How to measure the success of a user adoption strategy
To manage user adoption success, teams must measure. To measure, follow seven steps:
Pick a goal
First, teams must decide what adoption means to them. For a news site, adoption could mean creating an account, whereas for a dating app, it means messaging a minimum number of matches.
Decide what needs to be changed to meet the goal
Next, teams hypothesize. What’s the gap between users and higher adoption? Is it an issue of not enough value or too much effort? What can they do to about it?
Which metrics prove adoption success? Is it a certain number of visits? Account creation? Successful first payment? Teams may create a new KPI—full adoption—that’s a bundle of metrics that demonstrate adoption.
For tracking metrics, user analytics is key. Most digital products aren’t designed to report on themselves, or correlate user events back to individual users, but user analytics reveals all that, as well as users’ journeys from beginning to end. With user analytics, teams can track:
- User funnels
- User journeys
- Cohorts of users
Develop a tracking plan
Teams must define precisely which events within their platform map back to the metrics they want to track. Teams typically build this out in an Excel spreadsheet that then serves as a map for implementation for the development team.
A tracking plan includes:
- Which events will be tracked
- Syntax and naming conventions for events
- How often events will be tracked
- Timeline for implementation
- A tracking tool
If the user analytics tool has any limitations, it’s important for the team to find out early. For instance, if it can’t resolve duplicate users, or can’t track users across devices.
Capture baseline metrics
Before teams make any changes, they need to take a baseline measurement—a before photo, of sorts, so they can calculate the impact of their user adoption changes.

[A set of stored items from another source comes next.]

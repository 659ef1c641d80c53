//! Google Gemini `generateContent` backend.
//!
//! The API key travels in the `x-goog-api-key` header so it never becomes
//! part of a URL; all text parts of the first candidate are concatenated.

use async_trait::async_trait;
use serde_json::{json, Value};
use std::sync::Arc;
use tokio::time::Instant;

use super::{finish, malformed, AdapterContext, BackendAdapter, Completion};
use crate::config::{BackendConfig, BackendKind};
use crate::security::SecurityValidator;
use crate::types::{ErrorInfo, ErrorKind, Request, Response};
use crate::Result;

const API_KEY_HEADER: &str = "x-goog-api-key";

#[derive(Debug)]
pub struct GeminiAdapter {
    ctx: AdapterContext,
}

impl GeminiAdapter {
    pub fn new(config: BackendConfig, security: Arc<dyn SecurityValidator>) -> Result<Self> {
        Ok(Self {
            ctx: AdapterContext::new(config, security)?,
        })
    }

    pub(crate) fn build_body(request: &Request) -> Value {
        json!({
            "contents": [{ "role": "user", "parts": [{ "text": request.prompt }] }],
            "generationConfig": {
                "temperature": request.temperature,
                "maxOutputTokens": request.max_tokens,
            }
        })
    }

    pub(crate) fn parse_body(body: &Value) -> std::result::Result<Completion, ErrorInfo> {
        let candidate = body
            .pointer("/candidates/0")
            .ok_or_else(|| match body.pointer("/promptFeedback/blockReason") {
                Some(reason) => ErrorInfo::new(
                    ErrorKind::BackendError,
                    format!("prompt blocked: {}", reason),
                ),
                None => malformed("candidates[0]"),
            })?;
        let parts = candidate
            .pointer("/content/parts")
            .and_then(|v| v.as_array())
            .ok_or_else(|| malformed("candidates[0].content.parts"))?;
        let text: String = parts
            .iter()
            .filter_map(|p| p.get("text").and_then(|t| t.as_str()))
            .collect();
        let token_count = body
            .pointer("/usageMetadata/totalTokenCount")
            .and_then(|v| v.as_u64())
            .unwrap_or(0) as u32;
        let completion_tokens = body
            .pointer("/usageMetadata/candidatesTokenCount")
            .and_then(|v| v.as_u64())
            .map(|n| n as u32);
        Ok(Completion {
            text,
            token_count,
            completion_tokens,
        })
    }
}

#[async_trait]
impl BackendAdapter for GeminiAdapter {
    fn backend_id(&self) -> &str {
        &self.ctx.config.id
    }

    fn kind(&self) -> BackendKind {
        BackendKind::Gemini
    }

    fn default_model(&self) -> &str {
        &self.ctx.config.default_model
    }

    async fn generate(&self, request: &Request) -> Response {
        let started = Instant::now();
        let outcome = async {
            let key = self.ctx.credential()?;
            let url = format!(
                "{}/models/{}:generateContent",
                self.ctx.base_url(),
                self.ctx.model_for(request),
            );
            let v = self
                .ctx
                .transport
                .post_json(
                    &url,
                    &Self::build_body(request),
                    None,
                    &[(API_KEY_HEADER, key.expose())],
                )
                .await
                // some error bodies echo the key back
                .map_err(|e| ErrorInfo::new(e.kind, e.message.replace(key.expose(), "***")))?;
            Self::parse_body(&v)
        }
        .await;
        finish(self.backend_id(), started, outcome)
    }

    fn validate_config(&self) -> (bool, String) {
        self.ctx.check_credential()
    }
}

#[cfg(test)]
mod tests {
    use super::*;
    use crate::types::GenerationParams;

    #[test]
    fn test_build_body() {
        let req = Request::new("Explain Terraform state", "gemini", "", GenerationParams::new(0.5, 2048));
        let body = GeminiAdapter::build_body(&req);
        assert_eq!(body["contents"][0]["parts"][0]["text"], "Explain Terraform state");
        assert_eq!(body["generationConfig"]["temperature"], 0.5);
        assert_eq!(body["generationConfig"]["maxOutputTokens"], 2048);
    }

    #[test]
    fn test_parse_body_joins_parts() {
        let body = json!({
            "candidates": [{ "content": { "parts": [{ "text": "Hello, " }, { "text": "world" }] } }],
            "usageMetadata": { "promptTokenCount": 6, "candidatesTokenCount": 3, "totalTokenCount": 9 }
        });
        let c = GeminiAdapter::parse_body(&body).unwrap();
        assert_eq!(c.text, "Hello, world");
        assert_eq!(c.token_count, 9);
        assert_eq!(c.completion_tokens, Some(3));
    }

    #[test]
    fn test_parse_body_blocked_prompt() {
        let body = json!({ "promptFeedback": { "blockReason": "SAFETY" } });
        let err = GeminiAdapter::parse_body(&body).unwrap_err();
        assert!(err.message.contains("SAFETY"));
    }
}
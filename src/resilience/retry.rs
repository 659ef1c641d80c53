//! Retry policy for transient backend failures.
//!
//! Each call moves through `Attempting → (Backoff → Attempting)* →
//! Succeeded | Exhausted`. Only kinds for which
//! [`ErrorKind::is_retryable`](crate::types::ErrorKind::is_retryable) holds
//! are retried.

use rand::Rng;
use std::time::Duration;

use crate::config::RetrySettings;
use crate::types::Response;

#[derive(Debug, Clone, Copy, PartialEq, Eq)]
pub enum RetryState {
    /// About to issue attempt `attempt` (0-based).
    Attempting { attempt: u32 },
    /// Waiting `delay` before attempt `attempt`.
    Backoff { attempt: u32, delay: Duration },
    Succeeded,
    /// Failed with a non-retryable kind or out of retries.
    Exhausted,
}

#[derive(Debug, Clone)]
pub struct RetryPolicy {
    pub max_retries: u32,
    pub base_delay: Duration,
    pub max_delay: Duration,
    pub jitter: bool,
}

impl Default for RetryPolicy {
    fn default() -> Self {
        Self::from_settings(&RetrySettings::default())
    }
}

impl RetryPolicy {
    /// Single attempt, no retries.
    pub fn none() -> Self {
        Self {
            max_retries: 0,
            base_delay: Duration::ZERO,
            max_delay: Duration::ZERO,
            jitter: false,
        }
    }

    pub fn from_settings(s: &RetrySettings) -> Self {
        Self {
            max_retries: s.max_retries,
            base_delay: Duration::from_millis(s.base_delay_ms),
            max_delay: Duration::from_millis(s.max_delay_ms),
            jitter: s.jitter,
        }
    }

    pub fn with_max_retries(mut self, n: u32) -> Self {
        self.max_retries = n;
        self
    }

    pub fn with_jitter(mut self, jitter: bool) -> Self {
        self.jitter = jitter;
        self
    }

    /// `base * 2^attempt`, capped at `max_delay`. With jitter the delay is
    /// drawn uniformly from the upper half of that value.
    pub fn backoff_delay(&self, attempt: u32) -> Duration {
        let factor = 1u32.checked_shl(attempt).unwrap_or(u32::MAX);
        let capped = self.base_delay.saturating_mul(factor).min(self.max_delay);
        if !self.jitter || capped.is_zero() {
            return capped;
        }
        let ms = capped.as_millis() as u64;
        let low = ms / 2;
        Duration::from_millis(rand::thread_rng().gen_range(low..=ms))
    }

    /// Next state after attempt `attempt` produced `response`.
    pub fn next(&self, attempt: u32, response: &Response) -> RetryState {
        if response.succeeded {
            return RetryState::Succeeded;
        }
        let retryable = response
            .error_kind()
            .map(|k| k.is_retryable())
            .unwrap_or(false);
        if retryable && attempt < self.max_retries {
            RetryState::Backoff {
                attempt: attempt + 1,
                delay: self.backoff_delay(attempt),
            }
        } else {
            RetryState::Exhausted
        }
    }
}

#[cfg(test)]
mod tests {
    use super::*;
    use crate::types::ErrorKind;

    fn policy() -> RetryPolicy {
        RetryPolicy::default().with_jitter(false)
    }

    #[test]
    fn test_exponential_backoff_is_capped() {
        let p = policy();
        assert_eq!(p.backoff_delay(0), Duration::from_millis(500));
        assert_eq!(p.backoff_delay(1), Duration::from_millis(1000));
        assert_eq!(p.backoff_delay(3), Duration::from_millis(4000));
        assert_eq!(p.backoff_delay(10), Duration::from_millis(8000));
        assert_eq!(p.backoff_delay(40), Duration::from_millis(8000));
    }

    #[test]
    fn test_jitter_stays_in_upper_half() {
        let p = RetryPolicy::default();
        for _ in 0..50 {
            let d = p.backoff_delay(1);
            assert!(d >= Duration::from_millis(500) && d <= Duration::from_millis(1000));
        }
    }

    #[test]
    fn test_transitions() {
        let p = policy();
        let ok = Response::success("b", "t", 1, Duration::ZERO);
        assert_eq!(p.next(0, &ok), RetryState::Succeeded);

        let timeout = Response::failure("b", ErrorKind::Timeout, "slow", Duration::ZERO);
        assert_eq!(
            p.next(0, &timeout),
            RetryState::Backoff {
                attempt: 1,
                delay: Duration::from_millis(500)
            }
        );
        assert_eq!(p.next(3, &timeout), RetryState::Exhausted);

        let auth = Response::failure("b", ErrorKind::Auth, "denied", Duration::ZERO);
        assert_eq!(p.next(0, &auth), RetryState::Exhausted);
    }

    #[test]
    fn test_none_never_retries() {
        let p = RetryPolicy::none();
        let net = Response::failure("b", ErrorKind::Network, "reset", Duration::ZERO);
        assert_eq!(p.next(0, &net), RetryState::Exhausted);
    }
}
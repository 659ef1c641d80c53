//! 后端适配层：通过 trait 统一不同模型后端的请求构造与响应解析
//!
//! Backend adapter layer. Every backend variant implements [`BackendAdapter`]
//! so the controller, aggregator and facade can drive local, hosted and
//! enterprise backends through one `Arc<dyn BackendAdapter>` interface.
//!
//! Adapters never return `Err` from [`BackendAdapter::generate`]: transport
//! faults, HTTP errors and malformed bodies all become a failed
//! [`Response`] carrying a classified [`ErrorKind`].

pub mod gemini;
pub mod ollama;
pub mod openai;
pub mod token;
pub mod watsonx;

use async_trait::async_trait;
use std::collections::HashMap;
use std::fmt;
use std::sync::Arc;
use tokio::time::Instant;
use tracing::{debug, warn};

use crate::config::{BackendConfig, BackendKind, OrchestratorConfig};
use crate::security::{Credential, SecurityValidator};
use crate::transport::HttpTransport;
use crate::types::{ErrorInfo, ErrorKind, Request, Response};
use crate::{Error, Result};

pub use gemini::GeminiAdapter;
pub use ollama::OllamaAdapter;
pub use openai::OpenAiAdapter;
pub use token::{CachedToken, TokenCache};
pub use watsonx::WatsonxAdapter;

/// Text and usage extracted from a successful backend body.
#[derive(Debug, Clone, PartialEq)]
pub struct Completion {
    pub text: String,
    pub token_count: u32,
    /// Generated tokens only, when the backend reports them apart from
    /// the prompt.
    pub completion_tokens: Option<u32>,
}

/// Uniform contract over one backend variant.
#[async_trait]
pub trait BackendAdapter: Send + Sync + fmt::Debug {
    /// Identifier the backend is registered under (matches config `id`).
    fn backend_id(&self) -> &str;

    fn kind(&self) -> BackendKind;

    /// Model used when a request leaves `model_name` empty.
    fn default_model(&self) -> &str;

    /// Perform one generation. Failures are returned as data.
    async fn generate(&self, request: &Request) -> Response;

    /// Positional batch. Variants without a native batch endpoint run the
    /// items one after another.
    async fn generate_batch(&self, requests: &[Request]) -> Vec<Response> {
        let mut out = Vec::with_capacity(requests.len());
        for request in requests {
            out.push(self.generate(request).await);
        }
        out
    }

    /// Check that everything the backend needs is present: `(ok, message)`.
    fn validate_config(&self) -> (bool, String);
}

/// State shared by the HTTP-backed adapters.
pub(crate) struct AdapterContext {
    pub(crate) config: BackendConfig,
    pub(crate) security: Arc<dyn SecurityValidator>,
    pub(crate) transport: HttpTransport,
}

impl AdapterContext {
    pub(crate) fn new(config: BackendConfig, security: Arc<dyn SecurityValidator>) -> Result<Self> {
        let transport = HttpTransport::new(config.timeout())?;
        Ok(Self {
            config,
            security,
            transport,
        })
    }

    pub(crate) fn base_url(&self) -> &str {
        self.config.base_url.trim_end_matches('/')
    }

    pub(crate) fn model_for<'a>(&'a self, request: &'a Request) -> &'a str {
        if request.model_name.trim().is_empty() {
            &self.config.default_model
        } else {
            &request.model_name
        }
    }

    /// Decrypt the configured credential for the call about to be made.
    pub(crate) fn credential(&self) -> std::result::Result<Credential, ErrorInfo> {
        let name = self.config.credential.as_deref().ok_or_else(|| {
            ErrorInfo::new(
                ErrorKind::ConfigInvalid,
                format!("backend '{}' has no credential configured", self.config.id),
            )
        })?;
        self.security
            .decrypt_credential(name)
            .map_err(|e| ErrorInfo::new(ErrorKind::ConfigInvalid, e.to_string()))
    }

    /// Shared credential check used by `validate_config` of hosted adapters.
    pub(crate) fn check_credential(&self) -> (bool, String) {
        match self.credential() {
            Ok(c) if c.expose().trim().len() > 10 => {
                (true, format!("{} credential present", self.config.id))
            }
            Ok(_) => (
                false,
                format!("{} credential looks truncated", self.config.id),
            ),
            Err(e) => (false, e.message),
        }
    }
}

impl fmt::Debug for AdapterContext {
    fn fmt(&self, f: &mut fmt::Formatter<'_>) -> fmt::Result {
        f.debug_struct("AdapterContext")
            .field("backend_id", &self.config.id)
            .field("base_url", &self.config.base_url)
            .field("default_model", &self.config.default_model)
            .finish()
    }
}

/// Turn the outcome of one call into a [`Response`], logging failures.
pub(crate) fn finish(
    backend_id: &str,
    started: Instant,
    outcome: std::result::Result<Completion, ErrorInfo>,
) -> Response {
    let latency = started.elapsed();
    match outcome {
        Ok(c) => {
            debug!(
                backend_id,
                latency_ms = latency.as_millis() as u64,
                token_count = c.token_count,
                "generation succeeded"
            );
            let response = Response::success(backend_id, c.text, c.token_count, latency);
            match c.completion_tokens {
                Some(n) => response.with_completion_tokens(n),
                None => response,
            }
        }
        Err(e) => {
            warn!(
                backend_id,
                error_kind = e.kind.as_str(),
                latency_ms = latency.as_millis() as u64,
                "generation failed: {}",
                e.message
            );
            Response::failure(backend_id, e.kind, e.message, latency)
        }
    }
}

pub(crate) fn malformed(what: &str) -> ErrorInfo {
    ErrorInfo::new(
        ErrorKind::BackendError,
        format!("malformed response body: missing {}", what),
    )
}

/// Factory: build the adapter for a configured backend.
pub fn create_adapter(
    config: &BackendConfig,
    security: Arc<dyn SecurityValidator>,
) -> Result<Arc<dyn BackendAdapter>> {
    let adapter: Arc<dyn BackendAdapter> = match config.kind {
        BackendKind::Ollama => Arc::new(OllamaAdapter::new(config.clone(), security)?),
        BackendKind::OpenAi => Arc::new(OpenAiAdapter::new(config.clone(), security)?),
        BackendKind::Gemini => Arc::new(GeminiAdapter::new(config.clone(), security)?),
        BackendKind::Watsonx => Arc::new(WatsonxAdapter::new(
            config.clone(),
            security,
            TokenCache::shared(),
        )?),
    };
    Ok(adapter)
}

/// Adapters addressable by backend id, in registration order.
#[derive(Debug, Default, Clone)]
pub struct BackendRegistry {
    adapters: HashMap<String, Arc<dyn BackendAdapter>>,
    order: Vec<String>,
}

impl BackendRegistry {
    pub fn new() -> Self {
        Self::default()
    }

    pub fn from_config(
        config: &OrchestratorConfig,
        security: Arc<dyn SecurityValidator>,
    ) -> Result<Self> {
        let mut registry = Self::new();
        for backend in &config.backends {
            registry.register(create_adapter(backend, security.clone())?);
        }
        Ok(registry)
    }

    /// Add or replace the adapter registered under its backend id.
    pub fn register(&mut self, adapter: Arc<dyn BackendAdapter>) {
        let id = adapter.backend_id().to_string();
        if self.adapters.insert(id.clone(), adapter).is_none() {
            self.order.push(id);
        }
    }

    pub fn get(&self, backend_id: &str) -> Result<Arc<dyn BackendAdapter>> {
        self.adapters
            .get(backend_id)
            .cloned()
            .ok_or_else(|| Error::UnknownBackend(backend_id.to_string()))
    }

    pub fn contains(&self, backend_id: &str) -> bool {
        self.adapters.contains_key(backend_id)
    }

    pub fn ids(&self) -> &[String] {
        &self.order
    }

    pub fn len(&self) -> usize {
        self.order.len()
    }

    pub fn is_empty(&self) -> bool {
        self.order.is_empty()
    }

    /// `validate_config` of every adapter, in registration order.
    pub fn validate_all(&self) -> Vec<(String, bool, String)> {
        self.order
            .iter()
            .filter_map(|id| self.adapters.get(id))
            .map(|a| {
                let (ok, msg) = a.validate_config();
                (a.backend_id().to_string(), ok, msg)
            })
            .collect()
    }
}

When ready, teams deploy their marketing campaigns or product feature changes to increase user adoption. If they’re being careful about it, they’ll A/B test these changes one at a time to prove which ones had the greatest impact. If they make multiple changes at once, they may improve adoption rates, but they won’t learn which changes had a positive impact, and, as a result, won’t learn anything about their users or product in the process.
Did the adoption changes have an impact? Are users using the platform for longer, achieving their goals more quickly, and becoming more engaged? If not, keep testing. But if so, keep testing anyway. Acquiring and retaining users is a journey, not a destination, and good teams never stop looking for ways to improve.
Adoption is the ultimate test of a digital product. If busy users decide that the service is worth their money because it helps them solve a problem, they’ll stick with it. Sticky products lead to higher retention, lower acquisition costs, and greater customer lifetime value—all the ingredients for profit and growth. With a user adoption strategy, teams in all industries can capitalize on this knowledge so users’ goals feed into the company’s goals and ensure the product’s long-term success.